UV absorbance spectroscopy

The UV absorbance spectra generated in 0.5 mM EGTA and 5 mM MgCl₂ are highly similar, whereas the shape of the spectrum changes upon addition of 1 mM CaCl₂ (Figure 1B). The UV absorbance spectra of secretagogin in the apo and Mg²⁺ form display maxima at 282 nm, which is shifted to 280.5 nm when Ca²⁺ is added. The UV difference spectrum (results not shown) induced by Ca²⁺ binding shows a positive absorbance at 240–283 nm and a negative absorbance between 283 and 310 nm, indicating that a conformational change has occurred in the local environment around aromatic residues upon Ca²⁺ binding. A peak seen around 243 nm may reflect increased light scattering in the Ca²⁺ state or effects on phenylalanine residues.

Intrinsic fluorescence spectra

Secretagogin contains three tryptophan residues. Two of these are located in the first helix of EF-hand 1 and one is located in the N-terminal helix of EF-hand 3. The tryptophan fluorescence spectrum of the apo form has an emission maximum at 339.5 nm. Addition of 5 mM MgCl₂ does not change the spectrum by any significant degree. Addition of 1 mM CaCl₂, however, results in a change in the spectrum (Figure 2A). The Ca²⁺-loaded form displays a higher fluorescence intensity than the apo and Mg²⁺ forms (by a factor of ∼1.35) and a blue-shift in the maximum emission from 339.5 to 334.5 nm (Figure 2A). Addition of excess EGTA returns the emission intensity to the initial value (results not shown). The blue-shift in tryptophan fluorescence shows that one or more tryptophan residues become more buried when Ca²⁺ is bound. The changes in tryptophan fluorescence may reflect global structural changes. However, they could also be a consequence of more localized rearrangements around the Ca²⁺ sites.

Figure 2. Tryptophan (A) and ANS (B) fluorescence.
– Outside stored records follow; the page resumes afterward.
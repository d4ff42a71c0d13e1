//! `choregen ledger` commands: inspect and maintain the generation ledger.

use anyhow::{Context, Result};
use chrono::NaiveDate;
use sqlx::PgPool;
use uuid::Uuid;

use choregen_db::queries::ledger as ledger_db;

/// Show ledger counts by status.
pub async fn run_status(pool: &PgPool) -> Result<()> {
    let counts = ledger_db::counts(pool).await?;

    println!("Generation ledger:");
    println!("  pending:  {}", counts.pending);
    println!("  created:  {}", counts.created);
    println!("  skipped:  {}", counts.skipped);
    println!("  expired:  {}", counts.expired);
    println!("  total:    {}", counts.total);
    Ok(())
}

/// List ledger entries for one child.
pub async fn run_history(pool: &PgPool, child_id_str: &str) -> Result<()> {
    let child_id = Uuid::parse_str(child_id_str)
        .with_context(|| format!("invalid child ID: {child_id_str}"))?;

    let entries = ledger_db::list_for_child(pool, child_id).await?;
    if entries.is_empty() {
        println!("No generation history for child {child_id}.");
        return Ok(());
    }

    println!(
        "{:<38} {:<38} {:<12} {:<9} {:<4}",
        "ID", "TEMPLATE", "DEADLINE", "STATUS", "ACK"
    );
    println!("{}", "-".repeat(104));
    for e in &entries {
        println!(
            "{:<38} {:<38} {:<12} {:<9} {:<4}",
            e.id,
            e.template_id,
            e.deadline.to_string(),
            e.status.to_string(),
            if e.acknowledged { "yes" } else { "no" },
        );
    }
    Ok(())
}

/// Mark an entry as seen by a household member.
pub async fn run_ack(pool: &PgPool, ledger_id_str: &str, actor: &str) -> Result<()> {
    let ledger_id = Uuid::parse_str(ledger_id_str)
        .with_context(|| format!("invalid ledger entry ID: {ledger_id_str}"))?;

    let updated = ledger_db::acknowledge(pool, ledger_id, actor).await?;
    if updated == 0 {
        anyhow::bail!("ledger entry {ledger_id} not found or not in 'created' status");
    }
    println!("Acknowledged {ledger_id} as {actor}.");
    Ok(())
}

/// Expire overdue, unacknowledged pending entries.
pub async fn run_expire(pool: &PgPool, as_of: NaiveDate) -> Result<()> {
    let expired = ledger_db::expire_overdue_pending(pool, as_of).await?;

    if expired.is_empty() {
        println!("No overdue pending entries as of {as_of}.");
        return Ok(());
    }

    println!("Expired {} entr(ies):", expired.len());
    for e in &expired {
        println!(
            "  {} (template {}, deadline {})",
            e.id, e.template_id, e.deadline
        );
    }
    Ok(())
}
(A) Tryptophan fluorescence spectra were recorded for a sample containing 5 μM secretagogin, 1 mM DTT, 0.5 mM EGTA, 0.15 M KCl and 2 mM Tris/HCl (pH 7.5) (dotted line), after which MgCl₂ (pH 7.5) was added to a concentration of 5 mM (broken line). Then, 1 mM CaCl₂ (pH 7.5) was added to the same solution (continuous line). (B) ANS fluorescence spectra were recorded for a sample containing 120 μM ANS, 5 μM secretagogin, 1 mM DTT, 0.5 mM EGTA, 0.15 M KCl and 2 mM Tris/HCl (pH 7.5) (dotted line). MgCl₂ (pH 7.5) was then added to a concentration of 5 mM (broken line). Finally, 1 mM CaCl₂ (pH 7.5) was added to the same solution (continuous line).
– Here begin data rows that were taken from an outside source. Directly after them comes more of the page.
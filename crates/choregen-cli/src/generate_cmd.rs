//! `choregen generate`, `confirm` and `skip`: the candidate lifecycle.
//!
//! The sweep (`generate`) plans candidates for one child or every registered
//! child and records the due ones as pending offers; `confirm` materializes
//! them into tasks, `skip` declines them. `--dry-run` prints the plan
//! without writing.

use anyhow::{Context, Result};
use chrono::NaiveDate;
use sqlx::PgPool;
use uuid::Uuid;

use choregen_core::catalog::TemplateCatalog;
use choregen_core::materialize::{self, TaskGenerationResult};
use choregen_core::planner::{self, CandidateTiming, GenerationCandidate};
use choregen_db::queries::children as child_db;

use crate::resolve;

/// Run a generation sweep.
pub async fn run_generate(
    pool: &PgPool,
    catalog: &TemplateCatalog,
    child_id_str: Option<&str>,
    country: &str,
    as_of: NaiveDate,
    dry_run: bool,
) -> Result<()> {
    let candidates = collect_due_candidates(pool, catalog, child_id_str, country, as_of).await?;

    if candidates.is_empty() {
        println!("Nothing due as of {as_of}.");
        return Ok(());
    }

    if dry_run {
        println!("Would offer {} task(s):", candidates.len());
        for c in &candidates {
            println!(
                "  {} for child {} (deadline {}, weight {})",
                c.title, c.child_id, c.deadline, c.weight
            );
        }
        return Ok(());
    }

    let mut recorded = 0usize;
    let mut existing = 0usize;
    let mut errors = 0usize;
    for candidate in &candidates {
        match materialize::record_pending(pool, candidate).await {
            Ok(true) => recorded += 1,
            Ok(false) => existing += 1,
            Err(e) => {
                errors += 1;
                println!(
                    "  FAILED {} (child {}): {e:#}",
                    candidate.title, candidate.child_id
                );
            }
        }
    }
    println!(
        "Sweep complete: {recorded} offered, {existing} already in the ledger, {errors} failed."
    );

    if errors > 0 {
        anyhow::bail!("{errors} candidate(s) failed to record");
    }
    Ok(())
}

/// `choregen confirm`: materialize pending candidates into tasks.
///
/// With a template ID, confirms that one candidate; without, confirms every
/// due candidate for the child.
pub async fn run_confirm(
    pool: &PgPool,
    catalog: &TemplateCatalog,
    child_id_str: &str,
    template_id_str: Option<&str>,
    country: &str,
    as_of: NaiveDate,
) -> Result<()> {
    let (child, overrides) = resolve::child_with_overrides(pool, child_id_str).await?;
    let mut candidates = planner::plan_for_child(catalog, &child, &overrides, country, as_of);
    candidates.retain(|c| c.timing == CandidateTiming::Due);

    if let Some(id_str) = template_id_str {
        let template_id = Uuid::parse_str(id_str)
            .with_context(|| format!("invalid template ID: {id_str}"))?;
        candidates.retain(|c| c.template_id == template_id);
        if candidates.is_empty() {
            anyhow::bail!("template {template_id} has no due candidate for this child");
        }
    }

    if candidates.is_empty() {
        println!("Nothing due as of {as_of}.");
        return Ok(());
    }

    let result = materialize::materialize_batch(pool, &candidates).await;
    print_summary(&result);

    if result.errors > 0 {
        anyhow::bail!("{} candidate(s) failed to materialize", result.errors);
    }
    Ok(())
}

/// `choregen skip`: record a decision not to generate one candidate.
pub async fn run_skip(
    pool: &PgPool,
    catalog: &TemplateCatalog,
    child_id_str: &str,
    template_id_str: &str,
    country: &str,
    as_of: NaiveDate,
) -> Result<()> {
    let template_id = Uuid::parse_str(template_id_str)
        .with_context(|| format!("invalid template ID: {template_id_str}"))?;

    let (child, overrides) = resolve::child_with_overrides(pool, child_id_str).await?;
    let candidates = planner::plan_for_child(catalog, &child, &overrides, country, as_of);
    let candidate = candidates
        .into_iter()
        .find(|c| c.template_id == template_id)
        .with_context(|| format!("template {template_id} has no pending candidate for this child"))?;

    if materialize::skip(pool, &candidate).await? {
        println!(
            "Skipped '{}' (deadline {}) for child {}.",
            candidate.title, candidate.deadline, candidate.child_id
        );
    } else {
        println!(
            "'{}' (deadline {}) was already recorded; nothing to skip.",
            candidate.title, candidate.deadline
        );
    }
    Ok(())
}

/// Plan candidates for the requested scope and keep the due ones.
async fn collect_due_candidates(
    pool: &PgPool,
    catalog: &TemplateCatalog,
    child_id_str: Option<&str>,
    country: &str,
    as_of: NaiveDate,
) -> Result<Vec<GenerationCandidate>> {
    let mut candidates = Vec::new();

    match child_id_str {
        Some(id_str) => {
            let (child, overrides) = resolve::child_with_overrides(pool, id_str).await?;
            candidates.extend(planner::plan_for_child(
                catalog, &child, &overrides, country, as_of,
            ));
        }
        None => {
            let rows = child_db::list_all(pool).await?;
            for row in &rows {
                let overrides = resolve::overrides_for_household(pool, row.household_id).await?;
                let child = resolve::to_planner_child(row);
                candidates.extend(planner::plan_for_child(
                    catalog, &child, &overrides, country, as_of,
                ));
            }
        }
    }

    candidates.retain(|c| c.timing == CandidateTiming::Due);
    Ok(candidates)
}

fn print_summary(result: &TaskGenerationResult) {
    println!(
        "Sweep complete: {} generated, {} already present, {} failed.",
        result.generated, result.skipped, result.errors
    );
    for detail in &result.details {
        if let Some(error) = &detail.error {
            println!("  FAILED {} (child {}): {error}", detail.title, detail.child_id);
        }
    }
}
Interaction of secretagogin with ANS

The degree of exposed hydrophobic surface in the Ca²⁺ and apo states of human recombinant secretagogin was measured using the hydrophobic probe ANS. In the presence of secretagogin, the fluorescence intensity of ANS increases significantly accompanied by a strong blue-shift both in Ca²⁺ (60 nm) and EGTA (58 nm) buffers (Figure 2B). This suggests that secretagogin has exposed hydrophobic surfaces both in the presence and absence of Ca²⁺. The fluorescence intensity is 2.3 times higher in the Ca²⁺ state than in the apo state, and there is a further blue-shift of 2 nm after Ca²⁺ addition. The fact that a wavelength shift accompanies the intensity change indicates a true difference in the conformational response between the two forms (i.e. fluorescence quenching cannot explain the observed difference). By monitoring the ANS fluorescence before and after the addition of Ca²⁺, followed by addition of excess of EGTA, we can conclude that the Ca²⁺-induced ANS-fluorescence intensity change is reversible. Mg²⁺ addition to secretagogin does not induce any changes in the ANS fluorescence spectrum compared with the apo form, suggesting that the presence of this ion does not change the amount of exposed hydrophobic surface in secretagogin (Figure 2B).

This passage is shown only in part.